Characterizations of Abelian varieties (3-folds) in positive characteristic

Question

From this question Characterizations of complex Abelian varieties (especially 3-folds) among projective nonsingular varieties? I learned that if $X$ is a smooth complex projective variety of dimension $g$, then $X$ is a torsor over an Abelian variety (its Albanese variety) if and only if $\omega_X \cong \mathcal{O}_X$ and ${\rm h^1}(X; \mathcal{O}_X) = g$.

I would like to know the corresponding statement over an algebraically closed field of positive characteristic. If necessary, we could exclude small primes:

By the Bombieri-Mumford classification of surfaces in positive characteristic, I know that the above statement holds for $g=2$ and characteristics different from 2 and 3. In those small characteristics, one also gets examples of "quasi-hyperelliptic surfaces" (essentially because the Albanese could be a non-reduced group scheme), and they distinguish the two classes via étale cohomology (which as far as I can tell, I cannot calculate for my examples of interest).

For my own purposes, I want the answer for $g=3$, but the answer in general is also welcome. If it helps, I also know that ${\rm h}^i(X; \mathcal{O}_X) = \binom{g}{i}$ for all $i$.

Answer 1

I don't have an answer, but a couple of comments that may be useful:

The group $H^1({\cal O}_X)$ can be identified with the Zariski tangent space of ${\rm Pic}^0(X)$. Since the latter can be non-reduced in characteristic $p$ (in characteristic zero, this is impossible by a theorem of Cartier), the dimension of $H^1({\cal O}_X)$ may be larger than $\dim{\rm Alb}(X)=\dim {\rm Pic}^0(X)=b_1(X)/2$. So maybe you would want to ask whether $$ \omega_X\cong{\cal O}_X, b_1(X)=2g $$ implies that $X$ is a torsor over an Abelian variety. For example, quasi-hyperelliptic surfaces with non-reduced ${\rm Pic}^0(X)$ satisfy $\omega_X\cong{\cal O}_X$, $h^1({\cal O}_X)=2$, but their Albanese variety is $1$-dimensional.

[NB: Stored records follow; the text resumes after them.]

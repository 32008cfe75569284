//! Comparison report, baseline and sort commands

use anyhow::Result;
use clap::ValueEnum;
use colored::Colorize;
use serde_json::{json, Value};
use tabled::{builder::Builder, settings::Style};

use crate::client::{ApiClient, BaselineRequest, ComparisonReport, ComparisonRow};
use crate::output::{
    color_percentile, format_confidence, format_delta, format_metric, format_score, print_json,
    print_success, print_warning, OutputFormat,
};

const METRICS: [(&str, &str); 5] = [
    ("fcp", "FCP"),
    ("si", "SI"),
    ("lcp", "LCP"),
    ("tbt", "TBT"),
    ("cls", "CLS"),
];

/// Column the report can be sorted by
#[derive(Debug, Clone, Copy, PartialEq, ValueEnum)]
pub enum SortKey {
    Order,
    Url,
    Score,
    Confidence,
    Samples,
    Fcp,
    Si,
    Lcp,
    Tbt,
    Cls,
}

impl SortKey {
    fn column(self) -> Value {
        match self {
            SortKey::Order => json!("order"),
            SortKey::Url => json!("url"),
            SortKey::Score => json!("score"),
            SortKey::Confidence => json!("confidence"),
            SortKey::Samples => json!("samples"),
            SortKey::Fcp => json!({ "metric": "fcp" }),
            SortKey::Si => json!({ "metric": "si" }),
            SortKey::Lcp => json!({ "metric": "lcp" }),
            SortKey::Tbt => json!({ "metric": "tbt" }),
            SortKey::Cls => json!({ "metric": "cls" }),
        }
    }
}

fn name_cell(row: &ComparisonRow) -> String {
    let name = row.label.clone().unwrap_or_else(|| row.url.clone());
    if row.is_baseline {
        format!("{} {}", name, "(baseline)".bold())
    } else {
        name
    }
}

fn score_cell(row: &ComparisonRow) -> String {
    let text = format_score(row.mean_score);
    match row.score_percentile {
        Some(p) => color_percentile(&text, p),
        None => text,
    }
}

fn metric_cell(row: &ComparisonRow, key: &str) -> String {
    match row.metrics.get(key) {
        Some(column) => {
            let text = format_metric(key, column.mean_value);
            let text = match &column.contribution {
                Some(c) => format!("{} ({:.1}/{:.0})", text, c.points, c.max_points),
                None => text,
            };
            color_percentile(&text, column.percentile)
        }
        None => "--".to_string(),
    }
}

fn render(report: &ComparisonReport) -> String {
    let mut builder = Builder::default();

    let mut header = vec![
        "URL".to_string(),
        "Strategy".to_string(),
        "Samples".to_string(),
        "Score".to_string(),
        "95% CI".to_string(),
    ];
    if report.baseline.is_some() {
        header.push("Δ Baseline".to_string());
    }
    header.extend(METRICS.iter().map(|(_, title)| title.to_string()));
    builder.push_record(header);

    for row in &report.rows {
        let mut record = vec![
            name_cell(row),
            row.strategy.clone(),
            row.samples.to_string(),
            score_cell(row),
            if row.samples == 0 {
                "--".to_string()
            } else {
                format_confidence(row.ci95_half_width)
            },
        ];
        if report.baseline.is_some() {
            record.push(format_delta(row.baseline_delta));
        }
        record.extend(METRICS.iter().map(|(key, _)| metric_cell(row, key)));
        builder.push_record(record);
    }

    builder.build().with(Style::rounded()).to_string()
}

/// Show the side-by-side comparison of every tracked URL
pub async fn show(client: &ApiClient, format: OutputFormat) -> Result<()> {
    let report: ComparisonReport = client.get("api/report").await?;

    match format {
        OutputFormat::Json => print_json(&report),
        OutputFormat::Table => {
            if report.rows.is_empty() {
                print_warning("No URLs are being tracked");
                return Ok(());
            }
            println!("{}", render(&report));
        }
    }

    Ok(())
}

/// Set or clear the baseline URL
pub async fn baseline(client: &ApiClient, url: Option<String>, format: OutputFormat) -> Result<()> {
    let request = BaselineRequest { url };
    let response: Value = client.put("api/baseline", &request).await?;

    match format {
        OutputFormat::Json => print_json(&response),
        OutputFormat::Table => match response["baseline"].as_str() {
            Some(url) => print_success(&format!("Baseline set to {}", url)),
            None => print_success("Baseline cleared"),
        },
    }
    Ok(())
}

pub async fn sort(client: &ApiClient, key: SortKey, desc: bool, format: OutputFormat) -> Result<()> {
    let request = json!({
        "column": key.column(),
        "direction": if desc { "desc" } else { "asc" },
    });
    let response: Value = client.put("api/sort", &request).await?;

    match format {
        OutputFormat::Json => print_json(&response),
        OutputFormat::Table => print_success(&format!(
            "Sorting by {:?} ({})",
            key,
            if desc { "descending" } else { "ascending" }
        )),
    }
    Ok(())
}
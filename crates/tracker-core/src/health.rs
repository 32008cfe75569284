//! Component health behind the daemon's `/healthz` and `/readyz`
//!
//! The scheduler, the upstream probe and the snapshot store each report a
//! status. The overall status is the worst of them; readiness additionally
//! waits for the registry restore at startup.

use chrono::{DateTime, Utc};
use serde::{Deserialize, Serialize};
use std::collections::BTreeMap;
use std::sync::Arc;
use tokio::sync::RwLock;

/// Parts of the daemon that report health
#[derive(Debug, Clone, Copy, PartialEq, Eq, PartialOrd, Ord, Hash, Serialize, Deserialize)]
#[serde(rename_all = "lowercase")]
pub enum Component {
    Scheduler,
    Probe,
    Persistence,
}

impl Component {
    pub const ALL: [Component; 3] = [Component::Scheduler, Component::Probe, Component::Persistence];
}

/// Ordered from best to worst
#[derive(Debug, Clone, Copy, PartialEq, Eq, PartialOrd, Ord, Serialize, Deserialize)]
#[serde(rename_all = "lowercase")]
pub enum ComponentStatus {
    Healthy,
    /// Failing but the daemon keeps serving and scheduling
    Degraded,
    Unhealthy,
}

#[derive(Debug, Clone, PartialEq, Serialize, Deserialize)]
#[serde(rename_all = "camelCase")]
pub struct ComponentHealth {
    pub status: ComponentStatus,
    #[serde(skip_serializing_if = "Option::is_none")]
    pub message: Option<String>,
    /// When the status or message last changed
    pub since: DateTime<Utc>,
}

impl ComponentHealth {
    fn new(status: ComponentStatus, message: Option<String>) -> Self {
        Self {
            status,
            message,
            since: Utc::now(),
        }
    }
}

#[derive(Debug, Clone, Serialize, Deserialize)]
pub struct HealthResponse {
    pub status: ComponentStatus,
    pub components: BTreeMap<Component, ComponentHealth>,
}

#[derive(Debug, Clone, Serialize, Deserialize)]
pub struct ReadinessResponse {
    pub ready: bool,
    #[serde(skip_serializing_if = "Option::is_none")]
    pub reason: Option<String>,
}

#[derive(Debug, Default)]
struct HealthState {
    components: BTreeMap<Component, ComponentHealth>,
    restored: bool,
}

/// Shared, cloneable view of every component's health
#[derive(Debug, Clone, Default)]
pub struct HealthRegistry {
    state: Arc<RwLock<HealthState>>,
}

impl HealthRegistry {
    pub fn new() -> Self {
        Self::default()
    }

    /// Start reporting `component` as healthy
    pub async fn register(&self, component: Component) {
        self.state
            .write()
            .await
            .components
            .insert(component, ComponentHealth::new(ComponentStatus::Healthy, None));
    }

    /// Record a status; an unchanged status and message keeps its `since`
    pub async fn set(&self, component: Component, status: ComponentStatus, message: Option<String>) {
        let mut state = self.state.write().await;
        let unchanged = state
            .components
            .get(&component)
            .is_some_and(|h| h.status == status && h.message == message);
        if !unchanged {
            state
                .components
                .insert(component, ComponentHealth::new(status, message));
        }
    }

    pub async fn set_healthy(&self, component: Component) {
        self.set(component, ComponentStatus::Healthy, None).await;
    }

    pub async fn set_degraded(&self, component: Component, message: impl Into<String>) {
        self.set(component, ComponentStatus::Degraded, Some(message.into()))
            .await;
    }

    pub async fn set_unhealthy(&self, component: Component, message: impl Into<String>) {
        self.set(component, ComponentStatus::Unhealthy, Some(message.into()))
            .await;
    }

    pub async fn status(&self, component: Component) -> Option<ComponentStatus> {
        self.state
            .read()
            .await
            .components
            .get(&component)
            .map(|h| h.status)
    }

    /// Degraded with the failure message, healthy again on the next success
    pub async fn observe(&self, component: Component, failure: Option<&str>) {
        match failure {
            Some(message) => self.set_degraded(component, message).await,
            None => self.set_healthy(component).await,
        }
    }

    pub async fn observe_probe(&self, failure: Option<&str>) {
        self.observe(Component::Probe, failure).await;
    }

    pub async fn observe_persistence(&self, failure: Option<&str>) {
        self.observe(Component::Persistence, failure).await;
    }

    /// Mark the registry restore as finished (or not)
    pub async fn set_ready(&self, ready: bool) {
        self.state.write().await.restored = ready;
    }

    pub async fn health(&self) -> HealthResponse {
        let state = self.state.read().await;
        let status = state
            .components
            .values()
            .map(|h| h.status)
            .max()
            .unwrap_or(ComponentStatus::Healthy);
        HealthResponse {
            status,
            components: state.components.clone(),
        }
    }

    pub async fn readiness(&self) -> ReadinessResponse {
        let state = self.state.read().await;
        let unhealthy = state
            .components
            .iter()
            .find(|(_, h)| h.status == ComponentStatus::Unhealthy);

        let reason = if !state.restored {
            Some("Registry not yet restored".to_string())
        } else {
            unhealthy.map(|(component, h)| {
                format!(
                    "{:?} unhealthy: {}",
                    component,
                    h.message.as_deref().unwrap_or("no detail")
                )
            })
        };

        ReadinessResponse {
            ready: reason.is_none(),
            reason,
        }
    }
}

#[cfg(test)]
mod tests {
    use super::*;

    async fn registered() -> HealthRegistry {
        let registry = HealthRegistry::new();
        for component in Component::ALL {
            registry.register(component).await;
        }
        registry
    }

    #[tokio::test]
    async fn test_empty_registry_is_healthy_but_not_ready() {
        let registry = HealthRegistry::new();

        let health = registry.health().await;
        assert_eq!(health.status, ComponentStatus::Healthy);
        assert!(health.components.is_empty());

        let readiness = registry.readiness().await;
        assert!(!readiness.ready);
        assert_eq!(readiness.reason.as_deref(), Some("Registry not yet restored"));
    }

    #[tokio::test]
    async fn test_overall_status_is_the_worst_component() {
        let registry = registered().await;

        registry
            .set_degraded(Component::Probe, "mobile: Quota exceeded")
            .await;
        assert_eq!(registry.health().await.status, ComponentStatus::Degraded);

        registry
            .set_unhealthy(Component::Scheduler, "Registry lock poisoned")
            .await;
        assert_eq!(registry.health().await.status, ComponentStatus::Unhealthy);
    }

    #[tokio::test]
    async fn test_readiness_requires_restore_and_no_unhealthy_component() {
        let registry = registered().await;
        registry.set_ready(true).await;
        assert!(registry.readiness().await.ready);

        registry.set_unhealthy(Component::Scheduler, "Failed").await;
        let readiness = registry.readiness().await;
        assert!(!readiness.ready);
        assert!(readiness.reason.unwrap().contains("Failed"));
    }

    #[tokio::test]
    async fn test_repeated_status_keeps_since() {
        let registry = registered().await;
        registry.set_degraded(Component::Probe, "timeout").await;
        let first = registry.health().await.components[&Component::Probe].since;

        tokio::time::sleep(std::time::Duration::from_millis(5)).await;
        registry.set_degraded(Component::Probe, "timeout").await;
        let second = registry.health().await.components[&Component::Probe].since;

        assert_eq!(first, second);
    }

    #[tokio::test]
    async fn test_probe_failure_degrades_until_success() {
        let registry = registered().await;

        registry.observe_probe(Some("desktop: Quota exceeded")).await;
        let health = registry.health().await;
        assert_eq!(health.status, ComponentStatus::Degraded);
        assert_eq!(
            health.components[&Component::Probe].message.as_deref(),
            Some("desktop: Quota exceeded")
        );

        registry.observe_probe(None).await;
        assert_eq!(
            registry.status(Component::Probe).await,
            Some(ComponentStatus::Healthy)
        );
    }

    #[tokio::test]
    async fn test_persistence_failure_keeps_daemon_ready() {
        let registry = registered().await;
        registry.set_ready(true).await;

        registry.observe_persistence(Some("disk full")).await;

        assert_eq!(registry.health().await.status, ComponentStatus::Degraded);
        assert!(registry.readiness().await.ready);
    }

    #[test]
    fn test_components_serialize_as_lowercase_keys() {
        let mut components = BTreeMap::new();
        components.insert(
            Component::Persistence,
            ComponentHealth::new(ComponentStatus::Healthy, None),
        );
        let json = serde_json::to_value(HealthResponse {
            status: ComponentStatus::Healthy,
            components,
        })
        .unwrap();

        assert_eq!(json["status"], "healthy");
        assert_eq!(json["components"]["persistence"]["status"], "healthy");
    }
}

Let $f:X\to{\rm Alb}(X)$ be the Albanese morphism. By a result of Igusa, the pull-back map of global $1$-forms $$ f^*:H^0(\Omega^1_{\rm Alb X}) \rightarrow H^0(\Omega_X^1) $$ has no kernel, which might be useful. ${\bf Correction:}$ However, even if $f$ is generically finite, Igusa's result does not imply that $f$ is generically etale. In fact, in every positive characteristic $p$, there do exist surfaces of general type, whose Albanese morphisms are purely inseparable of degree $p$ onto an Abelian surface (details upon request!). In these examples, the kernel of $f^*\Omega_{\rm Alb X}^1\to\Omega_X^1$ contains a rank $1$ subsheaf.

Varieties with trivial tangent bundles in characteristic $p$ were studied by Mehta, Nori, and Srinivas (Compositio Math. 64 (1987), no. 2, 191-212), and in case these varieties are moreover assumed to be ordinary (which one should think of as the "generic" or "nice" case), then there exists an Abelian variety $A$ and an etale Galois cover $A\longrightarrow X$.